The life and responsibilities of a company manager vary based on the size of the company, but in general the hours are long and the work is demanding. Most company managers work in a backstage or nearby office. They likely flit in and out of rehearsals and backstage areas, but spend the majority of their time in the office writing emails, making phone calls, and generally keeping everything running. Like many in the theater world, occasional overtime is a part of life—particularly because company managers are expected to resolve any emergency situations that might arise for the theater.
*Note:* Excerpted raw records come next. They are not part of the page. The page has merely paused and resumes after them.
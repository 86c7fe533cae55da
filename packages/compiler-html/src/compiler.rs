use crate::attributes::{dropdown_menu, Attributes};
use crate::composers;
use crate::tags::tag_for;
use sitecraft_compiler_css::{
    class_name_for, compile_css, compile_css_minified, CollectedStyles, StyleRule,
};
use sitecraft_editor::{build_hierarchy, HierarchyNode, StructureRegistry};
use sitecraft_model::{merge_all, type_defaults, Element, ElementKind, Styles};
use thiserror::Error;
use tracing::{debug, info, instrument, warn};

/// Errors that can occur during HTML compilation
#[derive(Error, Debug, Clone, PartialEq)]
pub enum CompileError {
    #[error("Element {id} is nested deeper than {limit} levels")]
    DepthExceeded { id: String, limit: usize },
}

pub type CompileResult<T> = Result<T, CompileError>;

/// Options for HTML compilation
#[derive(Debug, Clone)]
pub struct CompileOptions {
    /// Pretty print HTML and CSS. Compact output also minifies the stylesheet.
    pub pretty: bool,
    /// Indentation string
    pub indent: String,
    /// `<title>` of a full document
    pub title: String,
    /// Link an external stylesheet from a full document instead of inlining it
    pub stylesheet_href: Option<String>,
    /// Maximum element nesting before compilation is aborted
    pub max_depth: usize,
}

impl Default for CompileOptions {
    fn default() -> Self {
        Self {
            pretty: true,
            indent: "  ".to_string(),
            title: "Sitecraft Page".to_string(),
            stylesheet_href: None,
            max_depth: 64,
        }
    }
}

/// Output of one export: body markup and the stylesheet it references
#[derive(Debug, Clone, PartialEq)]
pub struct CompiledPage {
    pub html: String,
    pub css: String,
}

pub(crate) struct Context<'a> {
    options: &'a CompileOptions,
    registry: &'a StructureRegistry,
    depth: usize,
    nesting: usize,
    buffer: String,
    styles: CollectedStyles,
}

impl<'a> Context<'a> {
    fn new(options: &'a CompileOptions, registry: &'a StructureRegistry) -> Self {
        Self {
            options,
            registry,
            depth: 0,
            nesting: 0,
            buffer: String::new(),
            styles: CollectedStyles::new(),
        }
    }

    fn add(&mut self, text: &str) {
        self.buffer.push_str(text);
    }

    pub(crate) fn add_line(&mut self, text: &str) {
        if self.options.pretty {
            self.add_indent();
        }
        self.add(text);
        if self.options.pretty {
            self.add("\n");
        }
    }

    /// Re-indent a multi-line block at the current depth
    fn add_block(&mut self, text: &str) {
        for line in text.lines() {
            if line.is_empty() {
                if self.options.pretty {
                    self.add("\n");
                }
            } else {
                self.add_line(line);
            }
        }
    }

    fn add_indent(&mut self) {
        for _ in 0..self.depth {
            self.buffer.push_str(&self.options.indent);
        }
    }

    pub(crate) fn indent(&mut self) {
        self.depth += 1;
    }

    pub(crate) fn dedent(&mut self) {
        if self.depth > 0 {
            self.depth -= 1;
        }
    }

    /// `<div class="...">` wrapper used by composers
    pub(crate) fn open_group(&mut self, class: &str) {
        self.add_line(&format!("<div class=\"{}\">", escape_attr(class)));
        self.indent();
    }

    pub(crate) fn close_group(&mut self) {
        self.dedent();
        self.add_line("</div>");
    }

    pub(crate) fn push_style(&mut self, class_name: &str, rule: StyleRule) {
        self.styles.push(class_name, rule);
    }

    /// Template styles of the structure an element was created from
    pub(crate) fn template_styles(&self, element: &Element) -> Option<&'a Styles> {
        let registry = self.registry;
        element
            .structure
            .as_deref()
            .and_then(|name| registry.get(name))
            .map(|template| &template.styles)
    }

    fn finish(self) -> CompiledPage {
        let css = if self.options.pretty {
            compile_css(&self.styles)
        } else {
            compile_css_minified(&self.styles)
        };

        CompiledPage {
            html: self.buffer,
            css,
        }
    }
}

/// Compile a flat element list to body markup and a stylesheet, using the
/// built-in structure templates for template-level styles
pub fn compile(elements: &[Element], options: &CompileOptions) -> CompileResult<CompiledPage> {
    compile_with_registry(elements, options, StructureRegistry::builtin())
}

pub fn compile_with_registry(
    elements: &[Element],
    options: &CompileOptions,
    registry: &StructureRegistry,
) -> CompileResult<CompiledPage> {
    compile_hierarchy(&build_hierarchy(elements), options, registry)
}

/// Compile an already built tree
#[instrument(skip_all, fields(roots = roots.len()))]
pub fn compile_hierarchy(
    roots: &[HierarchyNode],
    options: &CompileOptions,
    registry: &StructureRegistry,
) -> CompileResult<CompiledPage> {
    let page = render_roots(roots, options, registry, 0)?;
    info!(
        html_bytes = page.html.len(),
        css_bytes = page.css.len(),
        "Compiled page"
    );
    Ok(page)
}

/// Render `roots` with every line starting `depth` levels in. Element text is
/// emitted verbatim, so markup must be rendered at its final depth rather
/// than re-indented afterwards.
fn render_roots(
    roots: &[HierarchyNode],
    options: &CompileOptions,
    registry: &StructureRegistry,
    depth: usize,
) -> CompileResult<CompiledPage> {
    let mut ctx = Context::new(options, registry);
    ctx.depth = depth;

    for root in roots {
        render_node(root, &mut ctx)?;
    }

    Ok(ctx.finish())
}

/// Compile a standalone HTML document. The stylesheet is inlined unless
/// `stylesheet_href` is set; `css` is returned either way.
pub fn compile_document(
    elements: &[Element],
    options: &CompileOptions,
) -> CompileResult<CompiledPage> {
    let registry = StructureRegistry::builtin();
    // body content sits inside <html> and <body>
    let page = render_roots(&build_hierarchy(elements), options, registry, 2)?;
    let mut ctx = Context::new(options, registry);

    ctx.add_line("<!DOCTYPE html>");
    ctx.add_line("<html lang=\"en\">");
    ctx.indent();

    ctx.add_line("<head>");
    ctx.indent();
    ctx.add_line("<meta charset=\"UTF-8\">");
    ctx.add_line("<meta name=\"viewport\" content=\"width=device-width, initial-scale=1.0\">");
    ctx.add_line(&format!("<title>{}</title>", escape_html(&options.title)));

    match &options.stylesheet_href {
        Some(href) => {
            ctx.add_line(&format!(
                "<link rel=\"stylesheet\" href=\"{}\">",
                escape_attr(href)
            ));
        }
        None if !page.css.is_empty() => {
            ctx.add_line("<style>");
            ctx.indent();
            ctx.add_block(&page.css);
            ctx.dedent();
            ctx.add_line("</style>");
        }
        None => {}
    }

    ctx.dedent();
    ctx.add_line("</head>");

    ctx.add_line("<body>");
    ctx.add(&page.html);
    ctx.add_line("</body>");

    ctx.dedent();
    ctx.add_line("</html>");

    Ok(CompiledPage {
        html: ctx.buffer,
        css: page.css,
    })
}

pub(crate) fn render_node(node: &HierarchyNode, ctx: &mut Context) -> CompileResult<()> {
    let element = &node.element;

    if ctx.nesting >= ctx.options.max_depth {
        return Err(CompileError::DepthExceeded {
            id: element.id.clone(),
            limit: ctx.options.max_depth,
        });
    }

    ctx.nesting += 1;
    let result = if element.kind.is_composite() {
        composers::compose(node, ctx)
    } else {
        render_element(node, ctx)
    };
    ctx.nesting -= 1;

    result
}

fn render_element(node: &HierarchyNode, ctx: &mut Context) -> CompileResult<()> {
    let element = &node.element;

    let Some(tag) = tag_for(element) else {
        warn!(id = %element.id, kind = %element.kind, "No tag mapping for element type, skipping");
        return Ok(());
    };

    let class_name = class_name_for(element.kind.as_str(), &element.id);
    let rule = resolve_rule(element, ctx);
    ctx.push_style(&class_name, rule);

    let attributes = Attributes::for_element(element, &class_name);

    if is_self_closing(&tag) {
        if !node.children.is_empty() {
            debug!(id = %element.id, tag = %tag, "Dropping children of self-closing tag");
        }
        ctx.add_line(&format!("<{}{} />", tag, attributes));
    } else {
        let text = inline_text(element).map(escape_html).unwrap_or_default();

        if node.children.is_empty() {
            ctx.add_line(&format!("<{}{}>{}</{}>", tag, attributes, text, tag));
        } else {
            ctx.add_line(&format!("<{}{}>{}", tag, attributes, text));
            ctx.indent();
            for child in &node.children {
                render_node(child, ctx)?;
            }
            ctx.dedent();
            ctx.add_line(&format!("</{}>", tag));
        }
    }

    if let Some(menu) = dropdown_menu(element) {
        ctx.add_line(&menu.open_tag());
        ctx.indent();
        for link in menu.links {
            ctx.add_line(&format!(
                "<a href=\"{}\">{}</a>",
                escape_attr(&link.href),
                escape_html(&link.label)
            ));
        }
        ctx.dedent();
        ctx.add_line("</div>");
    }

    Ok(())
}

/// type defaults < template styles < own styles
fn resolve_rule(element: &Element, ctx: &Context) -> StyleRule {
    let defaults = type_defaults(&element.kind);
    let empty = Styles::default();
    let template = ctx.template_styles(element).unwrap_or(&empty);

    StyleRule::from(merge_all([&defaults, template, &element.styles]))
}

/// Text rendered between the tags. Media and form fields carry their content
/// in attributes instead.
fn inline_text(element: &Element) -> Option<&str> {
    if element.kind.is_media() || element.kind == ElementKind::Input {
        return None;
    }
    element.text()
}

pub(crate) fn escape_html(text: &str) -> String {
    text.replace('&', "&amp;")
        .replace('<', "&lt;")
        .replace('>', "&gt;")
        .replace('"', "&quot;")
        .replace('\'', "&#39;")
}

/// Escape a double-quoted attribute value
pub(crate) fn escape_attr(text: &str) -> String {
    text.replace('&', "&amp;")
        .replace('"', "&quot;")
        .replace('<', "&lt;")
        .replace('>', "&gt;")
}

pub(crate) fn is_self_closing(tag: &str) -> bool {
    matches!(
        tag,
        "img" | "input" | "br" | "hr" | "meta" | "link" | "source"
    )
}
//! Error types for the editor

use thiserror::Error;

pub type StoreResult<T> = Result<T, StoreError>;
pub type PersistenceResult<T> = Result<T, PersistenceError>;

/// Structural violations rejected by the store. Lookups of missing elements
/// are not errors; those calls are silent no-ops.
#[derive(Error, Debug, Clone, PartialEq)]
pub enum StoreError {
    #[error("Parent not found: {0}")]
    ParentNotFound(String),

    #[error("Moving {node_id} under {parent_id} would create a cycle")]
    CycleDetected { node_id: String, parent_id: String },
}

#[derive(Error, Debug)]
pub enum PersistenceError {
    #[error("IO error: {0}")]
    Io(#[from] std::io::Error),

    #[error("JSON error: {0}")]
    Json(#[from] serde_json::Error),

    #[error("Invalid storage key: {0}")]
    InvalidKey(String),
}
While looking for work is a part of life for freelance company managers—who usually work in and around large markets like New York City’s Broadway and London’s West End—it’s worth noting that even a freelance engagement can last for years, if the show is successful enough.

Finding Work

Company managers work in two primary capacities: as long-term logistical leaders at established theater companies, or as independent contractors performing a one-time role, usually on a Broadway or West End-level show. Either way, most are lifelong members of the theater world who have worked their way up to such positions by working as stage managers, business managers, or directors of operations or audience services departments.

Professional Skills

  • Theater production
  • Nonprofit management
  • Operations
  • Budgeting
  • Payroll
  • Accounting (taxes, etc.)
  • Hiring
  • Contracts
  • Labor laws (unions, etc.)
  • Project management
  • Scheduling
  • Technical acuity
  • Multitasking

Interpersonal Skills

Company managers know how to get things done. They use incredible multitasking and organizational skills to manage multiple departments with entirely different purposes, while also applying a laser-like focus to solving day-to-day problems and achieving long-term goals. They are also patient, empathetic, and have excellent listening and communication skills.